Copy the entries exactly, leaving out nothing.
[Opening MATERIAL FOR THE TASK section]
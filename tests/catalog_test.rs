mod common;

use std::sync::Arc;
use std::time::Duration;

use async_trait::async_trait;
use common::{MockInventory, ingredient, kit, listed, service};
use stockroom::store::{get_json, now_millis, set_json};
use stockroom::{
    CacheKeys, CacheStore, Catalog, CatalogItem, CatalogSource, Classification, MemoryStore,
    RefreshConfig, Snapshot, Stockroom, StockroomError, ViewConfig,
};

fn build(inventory: &Arc<MockInventory>, store: Arc<dyn CacheStore>) -> Catalog {
    Stockroom::builder()
        .source(inventory.clone())
        .store(store)
        .build()
        .unwrap()
}

fn ids(items: &[CatalogItem]) -> Vec<&str> {
    items.iter().map(|i| i.item_id.as_str()).collect()
}

fn cached_kit(id: &str, name: &str) -> CatalogItem {
    let mut item = CatalogItem::new(id, name);
    item.classification = Classification::Kit;
    item
}

async fn seed_cache(store: &dyn CacheStore, items: &[CatalogItem], written_at: Option<u64>) {
    let keys = CacheKeys::default();
    set_json(store, &keys.catalog(), items, Duration::from_secs(3600)).await;
    if let Some(ts) = written_at {
        store
            .set(&keys.freshness(), ts.to_string(), Duration::from_secs(3600))
            .await;
    }
}

/// Store whose backend is unreachable: every read misses, every write is
/// dropped, and locks fail open.
struct UnreachableStore;

#[async_trait]
impl CacheStore for UnreachableStore {
    fn name(&self) -> &str {
        "unreachable"
    }

    async fn get(&self, _key: &str) -> Option<String> {
        None
    }

    async fn set(&self, _key: &str, _value: String, _ttl: Duration) {}

    async fn delete(&self, _key: &str) {}

    async fn acquire_lock(&self, _key: &str, _ttl: Duration) -> bool {
        true
    }

    async fn release_lock(&self, _key: &str) {}
}
//! Zoho Inventory client.
//!
//! Read-only access to the item listing and item detail endpoints of the
//! Zoho Inventory v1 API. See: <https://www.zoho.com/inventory/api/v1/items/>

use std::sync::Arc;
use std::time::Duration;

use async_trait::async_trait;
use reqwest::Client;
use serde::Deserialize;

use super::auth::TokenSource;
use super::traits::{InventorySource, ItemDetail, ItemFilter, ItemPage, ListedItem};
use crate::{Result, StockroomError};

/// Items per listing page (the API maximum).
pub const PAGE_SIZE: u32 = 200;

/// Per-request timeout used by [`ZohoInventoryClient::new`].
pub const DEFAULT_TIMEOUT: Duration = Duration::from_secs(15);

/// Data-centre suffix → API host.
const API_HOSTS: &[(&str, &str)] = &[
    (".com", "https://www.zohoapis.com"),
    (".eu", "https://www.zohoapis.eu"),
    (".in", "https://www.zohoapis.in"),
    (".com.au", "https://www.zohoapis.com.au"),
    (".ca", "https://www.zohoapis.ca"),
    (".jp", "https://www.zohoapis.jp"),
    (".sa", "https://www.zohoapis.sa"),
];

/// API host for a data-centre domain suffix such as `".eu"`.
///
/// Unknown suffixes are appended to `https://www.zohoapis`.
pub fn api_host(domain: &str) -> String {
    API_HOSTS
        .iter()
        .find(|(suffix, _)| *suffix == domain)
        .map(|(_, host)| host.to_string())
        .unwrap_or_else(|| format!("https://www.zohoapis{domain}"))
}

/// Accounts (OAuth) host for a data-centre domain suffix.
pub fn accounts_host(domain: &str) -> String {
    format!("https://accounts.zoho{domain}")
}

/// Client for the Zoho Inventory item endpoints.
#[derive(Clone)]
pub struct ZohoInventoryClient {
    http: Client,
    base_url: String,
    organization_id: String,
    tokens: Arc<dyn TokenSource>,
}

impl ZohoInventoryClient {
    /// Create a client for a data-centre domain (e.g. `".com"`).
    pub fn new(
        domain: &str,
        organization_id: impl Into<String>,
        tokens: Arc<dyn TokenSource>,
    ) -> Result<Self> {
        Self::with_base_url(
            format!("{}/inventory/v1", api_host(domain)),
            organization_id,
            tokens,
            DEFAULT_TIMEOUT,
        )
    }

    /// Create a client with a custom base URL (for testing with wiremock).
    pub fn with_base_url(
        base_url: impl Into<String>,
        organization_id: impl Into<String>,
        tokens: Arc<dyn TokenSource>,
        timeout: Duration,
    ) -> Result<Self> {
        let http = Client::builder()
            .timeout(timeout)
            .build()
            .map_err(|e| {
                StockroomError::Configuration(format!("failed to build HTTP client: {e}"))
            })?;
        Ok(Self {
            http,
            base_url: base_url.into().trim_end_matches('/').to_string(),
            organization_id: organization_id.into(),
            tokens,
        })
    }

    async fn get<T: serde::de::DeserializeOwned>(
        &self,
        path: &str,
        query: &[(&str, String)],
        subject: &str,
    ) -> Result<T> {
        let token = self.tokens.access_token().await?;
        let response = self
            .http
            .get(format!("{}{path}", self.base_url))
            .header("Authorization", format!("Zoho-oauthtoken {token}"))
            .query(&[("organization_id", self.organization_id.as_str())])
            .query(query)
            .send()
            .await
            .map_err(|e| StockroomError::Http(e.to_string()))?;

        handle_response_errors(&response, subject)?;

        response
            .json()
            .await
            .map_err(|e| StockroomError::Http(e.to_string()))
    }
}

/// Check response status and map to the appropriate error.
fn handle_response_errors(response: &reqwest::Response, subject: &str) -> Result<()> {
    let status = response.status();

    if status.is_success() {
        return Ok(());
    }

    match status.as_u16() {
        401 => Err(StockroomError::AuthenticationFailed),
        404 => Err(StockroomError::ItemNotFound(subject.to_string())),
        429 => {
            let retry_after = response
                .headers()
                .get("retry-after")
                .and_then(|v| v.to_str().ok())
                .and_then(|s| s.parse::<u64>().ok())
                .map(Duration::from_secs);
            Err(StockroomError::RateLimited { retry_after })
        }
        code => Err(StockroomError::Api {
            status: code,
            message: format!("Zoho Inventory error: {status}"),
        }),
    }
}

#[derive(Deserialize)]
struct ListResponse {
    #[serde(default)]
    items: Vec<ListedItem>,
    #[serde(default)]
    page_context: Option<PageContext>,
}

#[derive(Deserialize)]
struct PageContext {
    #[serde(default)]
    has_more_page: bool,
}

#[derive(Deserialize)]
struct DetailResponse {
    #[serde(default)]
    item: Option<ItemDetail>,
}

#[async_trait]
impl InventorySource for ZohoInventoryClient {
    fn name(&self) -> &str {
        "zoho-inventory"
    }

    async fn list_page(&self, filter: &ItemFilter, page: u32) -> Result<ItemPage> {
        let mut query = vec![
            ("page", page.to_string()),
            ("per_page", PAGE_SIZE.to_string()),
        ];
        if let Some(status) = &filter.status {
            query.push(("status", status.clone()));
        }

        let body: ListResponse = self.get("/items", &query, "items").await?;
        Ok(ItemPage {
            items: body.items,
            has_more: body.page_context.is_some_and(|ctx| ctx.has_more_page),
        })
    }

    async fn fetch_detail(&self, item_id: &str) -> Result<ItemDetail> {
        let body: DetailResponse = self
            .get(&format!("/items/{item_id}"), &[], item_id)
            .await?;
        Ok(body.item.unwrap_or_default())
    }
}

#[cfg(test)]
mod tests {
    use super::*;

    #[test]
    fn known_domains_map_to_api_hosts() {
        assert_eq!(api_host(".com"), "https://www.zohoapis.com");
        assert_eq!(api_host(".com.au"), "https://www.zohoapis.com.au");
        assert_eq!(accounts_host(".eu"), "https://accounts.zoho.eu");
    }

    #[test]
    fn unknown_domain_is_appended() {
        assert_eq!(api_host(".uk"), "https://www.zohoapis.uk");
    }

    #[test]
    fn list_response_without_page_context() {
        let body: ListResponse =
            serde_json::from_str(r#"{"items": [{"item_id": "1", "name": "Merlot"}]}"#).unwrap();
        assert_eq!(body.items.len(), 1);
        assert!(body.page_context.is_none());
    }
}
[Closing MATERIAL FOR THE TASK section]
#### SOLUTION FOR THIS PROBLEM
filename tests/catalog_test.rs
mod common;

use std::sync::Arc;
use std::time::Duration;

use async_trait::async_trait;
use common::{MockInventory, ingredient, kit, listed, service};
use stockroom::store::{get_json, now_millis, set_json};
use stockroom::{
    CacheKeys, CacheStore, Catalog, CatalogItem, CatalogSource, Classification, MemoryStore,
    RefreshConfig, Snapshot, Stockroom, StockroomError, ViewConfig,
};

fn build(inventory: &Arc<MockInventory>, store: Arc<dyn CacheStore>) -> Catalog {
    Stockroom::builder()
        .source(inventory.clone())
        .store(store)
        .build()
        .unwrap()
}

fn ids(items: &[CatalogItem]) -> Vec<&str> {
    items.iter().map(|i| i.item_id.as_str()).collect()
}

fn cached_kit(id: &str, name: &str) -> CatalogItem {
    let mut item = CatalogItem::new(id, name);
    item.classification = Classification::Kit;
    item
}

async fn seed_cache(store: &dyn CacheStore, items: &[CatalogItem], written_at: Option<u64>) {
    let keys = CacheKeys::default();
    set_json(store, &keys.catalog(), items, Duration::from_secs(3600)).await;
    if let Some(ts) = written_at {
        store
            .set(&keys.freshness(), ts.to_string(), Duration::from_secs(3600))
            .await;
    }
}

/// Store whose backend is unreachable: every read misses, every write is
/// dropped, and locks fail open.
struct UnreachableStore;

#[async_trait]
impl CacheStore for UnreachableStore {
    fn name(&self) -> &str {
        "unreachable"
    }

    async fn get(&self, _key: &str) -> Option<String> {
        None
    }

    async fn set(&self, _key: &str, _value: String, _ttl: Duration) {}

    async fn delete(&self, _key: &str) {}

    async fn acquire_lock(&self, _key: &str, _ttl: Duration) -> bool {
        true
    }

    async fn release_lock(&self, _key: &str) {}
}
//! Zoho Inventory client.
//!
//! Read-only access to the item listing and item detail endpoints of the
//! Zoho Inventory v1 API. See: <https://www.zoho.com/inventory/api/v1/items/>

use std::sync::Arc;
use std::time::Duration;

use async_trait::async_trait;
use reqwest::Client;
use serde::Deserialize;

use super::auth::TokenSource;
use super::traits::{InventorySource, ItemDetail, ItemFilter, ItemPage, ListedItem};
use crate::{Result, StockroomError};

/// Items per listing page (the API maximum).
pub const PAGE_SIZE: u32 = 200;

/// Per-request timeout used by [`ZohoInventoryClient::new`].
pub const DEFAULT_TIMEOUT: Duration = Duration::from_secs(15);

/// Data-centre suffix → API host.
const API_HOSTS: &[(&str, &str)] = &[
    (".com", "https://www.zohoapis.com"),
    (".eu", "https://www.zohoapis.eu"),
    (".in", "https://www.zohoapis.in"),
    (".com.au", "https://www.zohoapis.com.au"),
    (".ca", "https://www.zohoapis.ca"),
    (".jp", "https://www.zohoapis.jp"),
    (".sa", "https://www.zohoapis.sa"),
];

/// API host for a data-centre domain suffix such as `".eu"`.
///
/// Unknown suffixes are appended to `https://www.zohoapis`.
pub fn api_host(domain: &str) -> String {
    API_HOSTS
        .iter()
        .find(|(suffix, _)| *suffix == domain)
        .map(|(_, host)| host.to_string())
        .unwrap_or_else(|| format!("https://www.zohoapis{domain}"))
}

/// Accounts (OAuth) host for a data-centre domain suffix.
pub fn accounts_host(domain: &str) -> String {
    format!("https://accounts.zoho{domain}")
}

/// Client for the Zoho Inventory item endpoints.
#[derive(Clone)]
pub struct ZohoInventoryClient {
    http: Client,
    base_url: String,
    organization_id: String,
    tokens: Arc<dyn TokenSource>,
}

impl ZohoInventoryClient {
    /// Create a client for a data-centre domain (e.g. `".com"`).
    pub fn new(
        domain: &str,
        organization_id: impl Into<String>,
        tokens: Arc<dyn TokenSource>,
    ) -> Result<Self> {
        Self::with_base_url(
            format!("{}/inventory/v1", api_host(domain)),
            organization_id,
            tokens,
            DEFAULT_TIMEOUT,
        )
    }

    /// Create a client with a custom base URL (for testing with wiremock).
    pub fn with_base_url(
        base_url: impl Into<String>,
        organization_id: impl Into<String>,
        tokens: Arc<dyn TokenSource>,
        timeout: Duration,
    ) -> Result<Self> {
        let http = Client::builder()
            .timeout(timeout)
            .build()
            .map_err(|e| {
                StockroomError::Configuration(format!("failed to build HTTP client: {e}"))
            })?;
        Ok(Self {
            http,
            base_url: base_url.into().trim_end_matches('/').to_string(),
            organization_id: organization_id.into(),
            tokens,
        })
    }

    async fn get<T: serde::de::DeserializeOwned>(
        &self,
        path: &str,
        query: &[(&str, String)],
        subject: &str,
    ) -> Result<T> {
        let token = self.tokens.access_token().await?;
        let response = self
            .http
            .get(format!("{}{path}", self.base_url))
            .header("Authorization", format!("Zoho-oauthtoken {token}"))
            .query(&[("organization_id", self.organization_id.as_str())])
            .query(query)
            .send()
            .await
            .map_err(|e| StockroomError::Http(e.to_string()))?;

        handle_response_errors(&response, subject)?;

        response
            .json()
            .await
            .map_err(|e| StockroomError::Http(e.to_string()))
    }
}

/// Check response status and map to the appropriate error.
fn handle_response_errors(response: &reqwest::Response, subject: &str) -> Result<()> {
    let status = response.status();

    if status.is_success() {
        return Ok(());
    }

    match status.as_u16() {
        401 => Err(StockroomError::AuthenticationFailed),
        404 => Err(StockroomError::ItemNotFound(subject.to_string())),
        429 => {
            let retry_after = response
                .headers()
                .get("retry-after")
                .and_then(|v| v.to_str().ok())
                .and_then(|s| s.parse::<u64>().ok())
                .map(Duration::from_secs);
            Err(StockroomError::RateLimited { retry_after })
        }
        code => Err(StockroomError::Api {
            status: code,
            message: format!("Zoho Inventory error: {status}"),
        }),
    }
}

#[derive(Deserialize)]
struct ListResponse {
    #[serde(default)]
    items: Vec<ListedItem>,
    #[serde(default)]
    page_context: Option<PageContext>,
}

#[derive(Deserialize)]
struct PageContext {
    #[serde(default)]
    has_more_page: bool,
}

#[derive(Deserialize)]
struct DetailResponse {
    #[serde(default)]
    item: Option<ItemDetail>,
}

#[async_trait]
impl InventorySource for ZohoInventoryClient {
    fn name(&self) -> &str {
        "zoho-inventory"
    }

    async fn list_page(&self, filter: &ItemFilter, page: u32) -> Result<ItemPage> {
        let mut query = vec![
            ("page", page.to_string()),
            ("per_page", PAGE_SIZE.to_string()),
        ];
        if let Some(status) = &filter.status {
            query.push(("status", status.clone()));
        }

        let body: ListResponse = self.get("/items", &query, "items").await?;
        Ok(ItemPage {
            items: body.items,
            has_more: body.page_context.is_some_and(|ctx| ctx.has_more_page),
        })
    }

    async fn fetch_detail(&self, item_id: &str) -> Result<ItemDetail> {
        let body: DetailResponse = self
            .get(&format!("/items/{item_id}"), &[], item_id)
            .await?;
        Ok(body.item.unwrap_or_default())
    }
}

#[cfg(test)]
mod tests {
    use super::*;

    #[test]
    fn known_domains_map_to_api_hosts() {
        assert_eq!(api_host(".com"), "https://www.zohoapis.com");
        assert_eq!(api_host(".com.au"), "https://www.zohoapis.com.au");
        assert_eq!(accounts_host(".eu"), "https://accounts.zoho.eu");
    }

    #[test]
    fn unknown_domain_is_appended() {
        assert_eq!(api_host(".uk"), "https://www.zohoapis.uk");
    }

    #[test]
    fn list_response_without_page_context() {
        let body: ListResponse =
            serde_json::from_str(r#"{"items": [{"item_id": "1", "name": "Merlot"}]}"#).unwrap();
        assert_eq!(body.items.len(), 1);
        assert!(body.page_context.is_none());
    }
}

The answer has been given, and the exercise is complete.